Caption: (top and bottom right) The Central Market
(bottom left) Dolničarjeva ulica
Architecture to Tickle Your Artistic Brain
Each street was ready for a picture snap and left me peeking around the corner, excited for what I would see next. The city has countless Baroque and Art Nouveau architectural sights, many of which were designed by Jože Plečnik, who had a vision of Ljubljana as a world city well before his time. He had a significant influence on the buildings of Vienna and Prague, but his pride remained in his home country, where he participated in public works for less than he knew he could earn elsewhere, simply because he knew he could do the best quality and didn’t want anyone else to accept the jobs. He was a charitable man of sorts.

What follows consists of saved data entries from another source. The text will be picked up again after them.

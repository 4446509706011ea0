//! Path queries checked against brute-force simple-path enumeration

use std::collections::HashMap;

use wavepath_core::config::{EdgeSpec, TopologyConfig};
use wavepath_core::graph::{PathResult, Topology};

fn fixtures() -> Vec<(&'static str, Vec<(&'static str, i64, &'static str)>)> {
    vec![
        ("demo", vec![("A", 1, "B"), ("A", 4, "C"), ("B", 2, "C")]),
        ("cycle", vec![("A", 2, "B"), ("B", 2, "C"), ("A", 1, "C")]),
        (
            "diamond",
            vec![("A", 1, "B"), ("B", 1, "D"), ("A", 5, "C"), ("C", 5, "D")],
        ),
        (
            "ring",
            vec![
                ("R1", 3, "R2"),
                ("R2", 1, "R3"),
                ("R3", 4, "R4"),
                ("R4", 1, "R5"),
                ("R5", 5, "R1"),
            ],
        ),
        (
            "mesh",
            vec![
                ("S", 2, "T"),
                ("S", 7, "U"),
                ("T", 3, "U"),
                ("T", 6, "V"),
                ("U", 1, "V"),
                ("U", 8, "W"),
                ("V", 2, "W"),
                ("W", 4, "X"),
                ("V", 9, "X"),
            ],
        ),
        (
            "islands",
            vec![("A", 1, "B"), ("B", 2, "C"), ("P", 1, "Q"), ("Q", 1, "R")],
        ),
    ]
}

fn build(edges: &[(&str, i64, &str)]) -> Topology {
    let config = TopologyConfig::from_edges(edges.iter().copied());
    Topology::from_config(&config).unwrap()
}

/// Weights keyed by unordered endpoint pair
fn weights(edges: &[(&str, i64, &str)]) -> HashMap<(String, String), u64> {
    let mut map = HashMap::new();
    for &(a, w, b) in edges {
        map.insert((a.to_string(), b.to_string()), w as u64);
        map.insert((b.to_string(), a.to_string()), w as u64);
    }
    map
}

/// Weights of every simple path from `from` to `to`
fn simple_path_weights(edges: &[(&str, i64, &str)], from: &str, to: &str) -> Vec<u64> {
    fn walk(
        adjacency: &HashMap<&str, Vec<(&str, u64)>>,
        current: &str,
        to: &str,
        visited: &mut Vec<String>,
        weight: u64,
        out: &mut Vec<u64>,
    ) {
        if current == to {
            out.push(weight);
            return;
        }
        for &(next, w) in adjacency.get(current).into_iter().flatten() {
            if visited.iter().any(|v| v == next) {
                continue;
            }
            visited.push(next.to_string());
            walk(adjacency, next, to, visited, weight + w, out);
            visited.pop();
        }
    }

    let mut adjacency: HashMap<&str, Vec<(&str, u64)>> = HashMap::new();
    for &(a, w, b) in edges {
        adjacency.entry(a).or_default().push((b, w as u64));
        adjacency.entry(b).or_default().push((a, w as u64));
    }

    let mut out = Vec::new();
    let mut visited = vec![from.to_string()];
    walk(&adjacency, from, to, &mut visited, 0, &mut out);
    out
}

fn assert_valid_path(result: &PathResult, edges: &[(&str, i64, &str)], label: &str) {
    let weights = weights(edges);
    assert_eq!(result.vertices.first(), Some(&result.from), "{label}");
    assert_eq!(result.vertices.last(), Some(&result.to), "{label}");

    let mut seen = result.vertices.clone();
    seen.sort();
    seen.dedup();
    assert_eq!(seen.len(), result.vertices.len(), "{label}: path repeats a vertex");

    let total: u64 = result
        .vertices
        .windows(2)
        .map(|pair| {
            weights
                .get(&(pair[0].clone(), pair[1].clone()))
                .copied()
                .unwrap_or_else(|| panic!("{label}: {} and {} are not adjacent", pair[0], pair[1]))
        })
        .sum();
    assert_eq!(total, result.weight, "{label}: weight mismatch");
}

#[test]
fn test_shortest_matches_minimum_simple_path() {
    for (name, edges) in fixtures() {
        let topology = build(&edges);
        let ids: Vec<String> = topology.vertex_ids().map(str::to_string).collect();

        for from in &ids {
            for to in ids.iter().filter(|to| *to != from) {
                let label = format!("{name} {from}->{to}");
                let result = topology.shortest_path(from.as_str(), to.as_str()).unwrap();
                let candidates = simple_path_weights(&edges, from, to);

                match candidates.iter().min() {
                    Some(&min) => {
                        assert!(result.found, "{label}");
                        assert_eq!(result.weight, min, "{label}");
                        assert_eq!(result.ticks, result.weight, "{label}");
                        assert_valid_path(&result, &edges, &label);
                    }
                    None => assert!(!result.found, "{label}"),
                }
            }
        }
    }
}

#[test]
fn test_longest_is_a_simple_path_within_bounds() {
    for (name, edges) in fixtures() {
        let topology = build(&edges);
        let ids: Vec<String> = topology.vertex_ids().map(str::to_string).collect();

        for from in &ids {
            for to in ids.iter().filter(|to| *to != from) {
                let label = format!("{name} {from}->{to}");
                let longest = topology.longest_path(from.as_str(), to.as_str()).unwrap();
                let shortest = topology.shortest_path(from.as_str(), to.as_str()).unwrap();
                let candidates = simple_path_weights(&edges, from, to);

                match candidates.iter().max() {
                    Some(&max) => {
                        assert!(longest.found, "{label}");
                        assert!(longest.weight <= max, "{label}");
                        assert!(longest.weight >= shortest.weight, "{label}");
                        assert_valid_path(&longest, &edges, &label);
                    }
                    None => {
                        assert!(!longest.found, "{label}");
                        assert_eq!(longest.branches, 0, "{label}");
                    }
                }
            }
        }
    }
}

/// Test that rebuilding from the same configuration reproduces every result
#[test]
fn test_rebuilt_topology_is_idempotent() {
    let config = TopologyConfig {
        edges: fixtures()
            .into_iter()
            .find(|(name, _)| *name == "mesh")
            .map(|(_, edges)| edges.into_iter().map(EdgeSpec::from).collect())
            .unwrap(),
    };

    let first = Topology::from_config(&config).unwrap();
    let second = Topology::from_config(&config).unwrap();

    for (from, to) in [("S", "X"), ("X", "S"), ("T", "W")] {
        assert_eq!(
            first.shortest_path(from, to).unwrap(),
            second.shortest_path(from, to).unwrap()
        );
        assert_eq!(
            first.longest_path(from, to).unwrap(),
            second.longest_path(from, to).unwrap()
        );
    }
}

#[test]
fn test_self_path_everywhere() {
    for (name, edges) in fixtures() {
        let topology = build(&edges);
        for id in topology.vertex_ids() {
            let shortest = topology.shortest_path(id, id).unwrap();
            let longest = topology.longest_path(id, id).unwrap();
            assert_eq!(shortest.vertices, vec![id.to_string()], "{name}");
            assert_eq!(longest.vertices, vec![id.to_string()], "{name}");
            assert_eq!(shortest.weight, 0, "{name}");
        }
    }
}
//! `wavepath shortest` / `wavepath longest` - path queries between two vertices

use crate::cli::{Cli, PathArgs};
use crate::output_by_format_result;
use wavepath_core::bail_usage;
use wavepath_core::error::{Result, WavepathError};
use wavepath_core::graph::{PathResult, SearchMode, Topology};
use wavepath_core::records::path_records;

/// Execute a path query and print the result
pub fn execute(cli: &Cli, topology: &Topology, mode: SearchMode, args: &PathArgs) -> Result<()> {
    if args.from.is_empty() || args.to.is_empty() {
        bail_usage!("vertex ids must not be empty");
    }

    let result = topology.path(mode, args.from.as_str(), args.to.as_str())?;

    tracing::debug!(
        mode = %mode,
        found = result.found,
        weight = result.weight,
        ticks = result.ticks,
        branches = result.branches,
        "path_query"
    );

    output_by_format_result!(cli.format,
        json => {
            println!("{}", serde_json::to_string_pretty(&result)?);
            Ok::<(), WavepathError>(())
        },
        human => {
            output_human(cli, &result);
        },
        records => {
            for line in path_records(&result) {
                println!("{}", line);
            }
        }
    )?;

    if args.strict && !result.found {
        return Err(WavepathError::NoPath {
            from: result.from,
            to: result.to,
        });
    }

    Ok(())
}

fn output_human(cli: &Cli, result: &PathResult) {
    if result.found {
        println!("{} (weight {})", result.path_display(), result.weight);
        if !cli.quiet && cli.verbose {
            eprintln!(
                "{} hops, {} ticks, {} branches",
                result.hops(),
                result.ticks,
                result.branches
            );
        }
    } else {
        println!("no path from {} to {}", result.from, result.to);
    }
}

Centuries of Well Documented Middle European History
Because of where it sits on a map, Slovenia has always been at the heart of Europe’s happenings. It’s main influences date back to Venice (you can even catch a canal boat ride today!) and Austo-Hungarian influences, both of which left behind a trail of sophistication everywhere they went. And because of its geography, basically surrounded by mountains, it’s been able to preserve its local culture and top sights while accepting influences from the surrounding outside world. Slovenia wasn’t bombed during WW2 and even though it had ties with Communism, the skyline wasn’t changed with Brutalist bloc buildings.
But that wasn’t where the history of Ljubljana began. The region used to be a large lake where civilization stood on stilts, much like Venice. Folklore says that Jason and the Argonauts, on their adventures finding the golden fleece, slayed the dragon. Jason was supposedly the first citizen of Ljubljana. Today the dragon can be seen on everything in the city to represent Ljubljana and Slovenian pride.